§ **Source material**:
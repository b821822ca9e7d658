// Copyright 2026 the Weft Authors
// SPDX-License-Identifier: Apache-2.0 OR MIT

//! Child reconciliation.
//!
//! Turns the [`Node`] a fiber rendered into that fiber's child. The
//! reconciler materializes **at most one** child per parent:
//!
//! - [`Node::Empty`] produces no child.
//! - [`Node::Text`] is wrapped in a synthetic text [`Element`] and produces
//!   a [`WorkTag::HostText`] fiber.
//! - [`Node::Element`] produces a fiber of the kind its type implies.
//! - [`Node::Fragment`] is reduced to its first entry. The remaining entries
//!   are dropped and reported through
//!   [`TraceSink::on_children_dropped`](crate::trace::TraceSink::on_children_dropped).
//!
//! When the parent's current first child was created from an element of the
//! same type and key, that fiber is reused through
//! [`FiberStore::create_work_in_progress`], which carries its memoized state
//! (and hence its hooks) into the new pass. Otherwise a fresh fiber is
//! created and the old one is left for the next commit to reclaim.
//!
//! There is no keyed list diffing and no deletion bookkeeping.
//!
//! [`WorkTag::HostText`]: crate::fiber::WorkTag::HostText

use alloc::rc::Rc;

use crate::element::{Element, Node};
use crate::fiber::{FiberId, FiberStore};
use crate::flags::FiberFlags;
use crate::trace::{ChildrenDroppedEvent, Tracer};

/// Reconciles `node` into the single child of `wip`.
///
/// `current` is the committed version of `wip`, if there is one. Children
/// produced under a parent that already existed in the committed tree are
/// flagged [`FiberFlags::PLACEMENT`]; children produced during an initial
/// mount are not, since the whole subtree is inserted in one go.
///
/// Returns the new first child of `wip`.
pub fn reconcile_children(
    store: &mut FiberStore,
    current: Option<FiberId>,
    wip: FiberId,
    node: &Node,
    tracer: &mut Tracer<'_>,
) -> Option<FiberId> {
    let should_track_side_effects = current.is_some();
    let current_first_child = current.and_then(|c| store.child(c));

    let (element, dropped) = single_element(node);
    if dropped > 0 {
        tracer.children_dropped(&ChildrenDroppedEvent {
            parent: wip,
            dropped,
        });
    }

    let Some(element) = element else {
        store.set_child(wip, None);
        return None;
    };

    let child = match current_first_child {
        Some(existing) if store.matches_element(existing, &element) => {
            store.create_work_in_progress(existing, Some(Rc::clone(&element.props)))
        }
        _ => store.create_fiber_from_element(&element),
    };

    store.attach_only_child(wip, child);
    store.set_child(wip, Some(child));
    if should_track_side_effects {
        store.insert_flags(child, FiberFlags::PLACEMENT);
    }
    Some(child)
}

/// Resolves `node` to the element that will be materialized, plus the
/// number of list entries that were skipped to get there.
fn single_element(node: &Node) -> (Option<Element>, usize) {
    match node {
        Node::Empty => (None, 0),
        Node::Text(text) => (Some(Element::text(text.clone())), 0),
        Node::Element(element) => (Some(element.clone()), 0),
        Node::Fragment(list) => match list.split_first() {
            None => (None, 0),
            Some((first, rest)) => {
                let (element, dropped) = single_element(first);
                (element, dropped + rest.len())
            }
        },
    }
}

#[cfg(test)]
mod tests {
    use alloc::vec;

    use super::*;
    use crate::element::{ElementType, TextContent};
    use crate::fiber::{HostToken, WorkTag};

    fn mounted_parent(store: &mut FiberStore) -> FiberId {
        store.create_fiber_from_element(&Element::host("div"))
    }

    #[test]
    fn empty_node_produces_no_child() {
        let mut store = FiberStore::new();
        let wip = mounted_parent(&mut store);
        let child = reconcile_children(&mut store, None, wip, &Node::Empty, &mut Tracer::none());
        assert_eq!(child, None);
        assert_eq!(store.child(wip), None);
    }

    #[test]
    fn text_is_wrapped_in_a_text_fiber() {
        let mut store = FiberStore::new();
        let wip = mounted_parent(&mut store);
        let child =
            reconcile_children(&mut store, None, wip, &Node::from(0), &mut Tracer::none()).unwrap();
        assert_eq!(store.tag(child), WorkTag::HostText);
        assert_eq!(store.element_type(child), Some(&ElementType::Text));
        assert_eq!(store.text(child), Some(&TextContent::Int(0)));
        assert_eq!(store.return_fiber(child), Some(wip));
        assert_eq!(store.index(child), 0);
    }

    #[test]
    fn mount_never_places() {
        let mut store = FiberStore::new();
        let wip = mounted_parent(&mut store);
        let child = reconcile_children(
            &mut store,
            None,
            wip,
            &Element::host("span").into(),
            &mut Tracer::none(),
        )
        .unwrap();
        assert_eq!(store.flags(child), FiberFlags::empty());
    }

    #[test]
    fn update_always_places() {
        let mut store = FiberStore::new();
        let current = store.create_host_root_fiber(HostToken(0));
        let wip = store.create_work_in_progress(current, None);
        let child = reconcile_children(
            &mut store,
            Some(current),
            wip,
            &Element::host("span").into(),
            &mut Tracer::none(),
        )
        .unwrap();
        assert_eq!(store.flags(child), FiberFlags::PLACEMENT);
    }

    #[test]
    fn matching_current_child_is_reused_as_alternate() {
        let mut store = FiberStore::new();
        let current = store.create_host_root_fiber(HostToken(0));
        let old = store.create_fiber_from_element(&Element::host("span").with_key("a"));
        store.set_child(current, Some(old));
        store.attach_only_child(current, old);
        let wip = store.create_work_in_progress(current, None);

        let next = Element::host("span").with_key("a").with_prop("id", 1);
        let child =
            reconcile_children(&mut store, Some(current), wip, &next.clone().into(), &mut Tracer::none())
                .unwrap();
        assert_ne!(child, old);
        assert_eq!(store.alternate(child), Some(old));
        assert!(Rc::ptr_eq(store.pending_props(child).unwrap(), &next.props));
        assert_eq!(store.return_fiber(child), Some(wip));
    }

    #[test]
    fn different_key_creates_a_fresh_fiber() {
        let mut store = FiberStore::new();
        let current = store.create_host_root_fiber(HostToken(0));
        let old = store.create_fiber_from_element(&Element::host("span").with_key("a"));
        store.set_child(current, Some(old));
        let wip = store.create_work_in_progress(current, None);

        let child = reconcile_children(
            &mut store,
            Some(current),
            wip,
            &Element::host("span").with_key("b").into(),
            &mut Tracer::none(),
        )
        .unwrap();
        assert_eq!(store.alternate(child), None);
        assert_eq!(store.alternate(old), None);
    }

    #[test]
    fn fragment_keeps_only_its_first_entry() {
        let mut store = FiberStore::new();
        let wip = mounted_parent(&mut store);
        let list = Node::from(vec![
            Node::from(vec![Node::from(Element::host("b")), Node::from("x")]),
            Node::from(Element::host("i")),
            Node::from("tail"),
        ]);
        let child = reconcile_children(&mut store, None, wip, &list, &mut Tracer::none()).unwrap();
        assert_eq!(
            store.element_type(child),
            Some(&ElementType::Host("b".into()))
        );
        assert_eq!(store.sibling(child), None);
        assert_eq!(single_element(&list).1, 3);
    }

    #[cfg(feature = "trace")]
    #[test]
    fn dropped_children_are_reported() {
        use crate::trace::TraceSink;

        #[derive(Default)]
        struct Drops(usize);
        impl TraceSink for Drops {
            fn on_children_dropped(&mut self, e: &ChildrenDroppedEvent) {
                self.0 += e.dropped;
            }
        }

        let mut store = FiberStore::new();
        let wip = mounted_parent(&mut store);
        let mut sink = Drops::default();
        let mut tracer = Tracer::new(&mut sink);
        let list = Node::from(vec![Node::from("a"), Node::from("b")]);
        reconcile_children(&mut store, None, wip, &list, &mut tracer);
        drop(tracer);
        assert_eq!(sink.0, 1);
    }
}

§ **Prompt**: Look above for the line containing "let (element, dropped) = single_element(node);" and the line containing "use super::*;". Transcribe both, with the lines between them, exactly.

§ **Expected answer**:
    let (element, dropped) = single_element(node);
    if dropped > 0 {
        tracer.children_dropped(&ChildrenDroppedEvent {
            parent: wip,
            dropped,
        });
    }

    let Some(element) = element else {
        store.set_child(wip, None);
        return None;
    };

    let child = match current_first_child {
        Some(existing) if store.matches_element(existing, &element) => {
            store.create_work_in_progress(existing, Some(Rc::clone(&element.props)))
        }
        _ => store.create_fiber_from_element(&element),
    };

    store.attach_only_child(wip, child);
    store.set_child(wip, Some(child));
    if should_track_side_effects {
        store.insert_flags(child, FiberFlags::PLACEMENT);
    }
    Some(child)
}

/// Resolves `node` to the element that will be materialized, plus the
/// number of list entries that were skipped to get there.
fn single_element(node: &Node) -> (Option<Element>, usize) {
    match node {
        Node::Empty => (None, 0),
        Node::Text(text) => (Some(Element::text(text.clone())), 0),
        Node::Element(element) => (Some(element.clone()), 0),
        Node::Fragment(list) => match list.split_first() {
            None => (None, 0),
            Some((first, rest)) => {
                let (element, dropped) = single_element(first);
                (element, dropped + rest.len())
            }
        },
    }
}

#[cfg(test)]
mod tests {
    use alloc::vec;

    use super::*;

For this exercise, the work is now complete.